◆ Task to complete ◆
Output everything in the listing exactly, with no line missing.

◆ Task data ◆
*** Begin section ***

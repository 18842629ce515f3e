use std::path::Path;
use std::str::FromStr;

use text_io::try_read;

use super::InputError;

/// Keyword input file held in memory
///
/// Every value follows its `name:` keyword, separated by white space.
/// Vectors are written as `{a,b,c}`.
pub struct InputReader {
    content: Vec<u8>,
}

/// Next white space separated word, empty at the end of the input.
fn next_word(mut bytes: &mut dyn Iterator<Item = u8>) -> String {
    let word: Result<String, text_io::Error> = try_read!("{}", bytes);
    word.unwrap_or_default()
}

fn variable_name(search: &str) -> String {
    search.trim_end_matches(':').to_string()
}

fn parse_word<T: FromStr>(word: &str, name: &str) -> Result<T, InputError> {
    word.parse().map_err(|_| InputError::InvalidValue {
        name: variable_name(name),
        value: word.to_string(),
    })
}

impl InputReader {
    pub fn new(path: impl AsRef<Path>) -> Result<Self, InputError> {
        Ok(Self {
            content: std::fs::read(path)?,
        })
    }

    pub fn from_text(text: &str) -> Self {
        Self {
            content: text.as_bytes().to_vec(),
        }
    }

    // Searches for a word and returns the input right after it
    fn search_var(&self, search: &str) -> Option<impl Iterator<Item = u8> + '_> {
        let mut bytes = self.content.iter().copied();

        loop {
            let word = next_word(&mut bytes);
            if word == search {
                return Some(bytes);
            } else if word.is_empty() {
                return None;
            }
        }
    }

    /// Read the value following the keyword `name`
    ///
    /// # Arguments
    ///
    /// * `name` - Keyword including the trailing colon, e.g. `"wellDepth:"`
    /// * `value` - OUTPUT. Variable to store the value
    pub fn read_value<T: ReadFromTextFile>(
        &self,
        name: &str,
        value: &mut T,
    ) -> Result<(), InputError> {
        let mut bytes = self
            .search_var(name)
            .ok_or_else(|| InputError::VariableNotFound(variable_name(name)))?;
        value.read_from_text(&mut bytes, name)
    }

    /// Same as [`InputReader::read_value`], but a missing keyword leaves
    /// `value` untouched. Returns whether the keyword was found.
    pub fn read_optional_value<T: ReadFromTextFile>(
        &self,
        name: &str,
        value: &mut T,
    ) -> Result<bool, InputError> {
        match self.search_var(name) {
            Some(mut bytes) => {
                value.read_from_text(&mut bytes, name)?;
                Ok(true)
            }
            None => Ok(false),
        }
    }
}

pub trait ReadFromTextFile {
    fn read_from_text(
        &mut self,
        bytes: &mut dyn Iterator<Item = u8>,
        name: &str,
    ) -> Result<(), InputError>;
}

/// Values read from a single word.
trait ScalarValue {}
impl ScalarValue for usize {}
impl ScalarValue for f64 {}
impl ScalarValue for String {}

impl<T> ReadFromTextFile for T
where
    T: FromStr + ScalarValue,
{
    fn read_from_text(
        &mut self,
        bytes: &mut dyn Iterator<Item = u8>,
        name: &str,
    ) -> Result<(), InputError> {
        *self = parse_word(&next_word(bytes), name)?;
        Ok(())
    }
}

impl<T> ReadFromTextFile for Vec<T>
where
    T: FromStr + ScalarValue,
{
    fn read_from_text(
        &mut self,
        bytes: &mut dyn Iterator<Item = u8>,
        name: &str,
    ) -> Result<(), InputError> {
        // Allow white space after the commas
        let mut text = next_word(bytes);
        while !text.ends_with('}') {
            let word = next_word(bytes);
            if word.is_empty() {
                break;
            }
            text.push_str(&word);
        }

        let items = text
            .strip_prefix('{')
            .and_then(|s| s.strip_suffix('}'))
            .ok_or_else(|| InputError::InvalidValue {
                name: variable_name(name),
                value: text.clone(),
            })?;

        *self = items
            .split(',')
            .map(str::trim)
            .filter(|s| !s.is_empty())
            .map(|s| parse_word(s, name))
            .collect::<Result<Vec<T>, _>>()?;
        Ok(())
    }
}

impl<T> ReadFromTextFile for [T; 3]
where
    T: FromStr + ScalarValue,
{
    fn read_from_text(
        &mut self,
        bytes: &mut dyn Iterator<Item = u8>,
        name: &str,
    ) -> Result<(), InputError> {
        let mut values: Vec<T> = Vec::new();
        values.read_from_text(bytes, name)?;

        let actual = values.len();
        *self = values.try_into().map_err(|_| InputError::WrongLength {
            name: variable_name(name),
            expected: 3,
            actual,
        })?;
        Ok(())
    }
}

*** End section ***

◆ Answer space ◆
repository 18842629ce515f3e
use std::path::Path;
use std::str::FromStr;

use text_io::try_read;

use super::InputError;

/// Keyword input file held in memory
///
/// Every value follows its `name:` keyword, separated by white space.
/// Vectors are written as `{a,b,c}`.
pub struct InputReader {
    content: Vec<u8>,
}

/// Next white space separated word, empty at the end of the input.
fn next_word(mut bytes: &mut dyn Iterator<Item = u8>) -> String {
    let word: Result<String, text_io::Error> = try_read!("{}", bytes);
    word.unwrap_or_default()
}

fn variable_name(search: &str) -> String {
    search.trim_end_matches(':').to_string()
}

fn parse_word<T: FromStr>(word: &str, name: &str) -> Result<T, InputError> {
    word.parse().map_err(|_| InputError::InvalidValue {
        name: variable_name(name),
        value: word.to_string(),
    })
}

impl InputReader {
    pub fn new(path: impl AsRef<Path>) -> Result<Self, InputError> {
        Ok(Self {
            content: std::fs::read(path)?,
        })
    }

    pub fn from_text(text: &str) -> Self {
        Self {
            content: text.as_bytes().to_vec(),
        }
    }

    // Searches for a word and returns the input right after it
    fn search_var(&self, search: &str) -> Option<impl Iterator<Item = u8> + '_> {
        let mut bytes = self.content.iter().copied();

        loop {
            let word = next_word(&mut bytes);
            if word == search {
                return Some(bytes);
            } else if word.is_empty() {
                return None;
            }
        }
    }

    /// Read the value following the keyword `name`
    ///
    /// # Arguments
    ///
    /// * `name` - Keyword including the trailing colon, e.g. `"wellDepth:"`
    /// * `value` - OUTPUT. Variable to store the value
    pub fn read_value<T: ReadFromTextFile>(
        &self,
        name: &str,
        value: &mut T,
    ) -> Result<(), InputError> {
        let mut bytes = self
            .search_var(name)
            .ok_or_else(|| InputError::VariableNotFound(variable_name(name)))?;
        value.read_from_text(&mut bytes, name)
    }

    /// Same as [`InputReader::read_value`], but a missing keyword leaves
    /// `value` untouched. Returns whether the keyword was found.
    pub fn read_optional_value<T: ReadFromTextFile>(
        &self,
        name: &str,
        value: &mut T,
    ) -> Result<bool, InputError> {
        match self.search_var(name) {
            Some(mut bytes) => {
                value.read_from_text(&mut bytes, name)?;
                Ok(true)
            }
            None => Ok(false),
        }
    }
}

pub trait ReadFromTextFile {
    fn read_from_text(
        &mut self,
        bytes: &mut dyn Iterator<Item = u8>,
        name: &str,
    ) -> Result<(), InputError>;
}

/// Values read from a single word.
trait ScalarValue {}
impl ScalarValue for usize {}
impl ScalarValue for f64 {}
impl ScalarValue for String {}

impl<T> ReadFromTextFile for T
where
    T: FromStr + ScalarValue,
{
    fn read_from_text(
        &mut self,
        bytes: &mut dyn Iterator<Item = u8>,
        name: &str,
    ) -> Result<(), InputError> {
        *self = parse_word(&next_word(bytes), name)?;
        Ok(())
    }
}

impl<T> ReadFromTextFile for Vec<T>
where
    T: FromStr + ScalarValue,
{
    fn read_from_text(
        &mut self,
        bytes: &mut dyn Iterator<Item = u8>,
        name: &str,
    ) -> Result<(), InputError> {
        // Allow white space after the commas
        let mut text = next_word(bytes);
        while !text.ends_with('}') {
            let word = next_word(bytes);
            if word.is_empty() {
                break;
            }
            text.push_str(&word);
        }

        let items = text
            .strip_prefix('{')
            .and_then(|s| s.strip_suffix('}'))
            .ok_or_else(|| InputError::InvalidValue {
                name: variable_name(name),
                value: text.clone(),
            })?;

        *self = items
            .split(',')
            .map(str::trim)
            .filter(|s| !s.is_empty())
            .map(|s| parse_word(s, name))
            .collect::<Result<Vec<T>, _>>()?;
        Ok(())
    }
}

impl<T> ReadFromTextFile for [T; 3]
where
    T: FromStr + ScalarValue,
{
    fn read_from_text(
        &mut self,
        bytes: &mut dyn Iterator<Item = u8>,
        name: &str,
    ) -> Result<(), InputError> {
        let mut values: Vec<T> = Vec::new();
        values.read_from_text(bytes, name)?;

        let actual = values.len();
        *self = values.try_into().map_err(|_| InputError::WrongLength {
            name: variable_name(name),
            expected: 3,
            actual,
        })?;
        Ok(())
    }
}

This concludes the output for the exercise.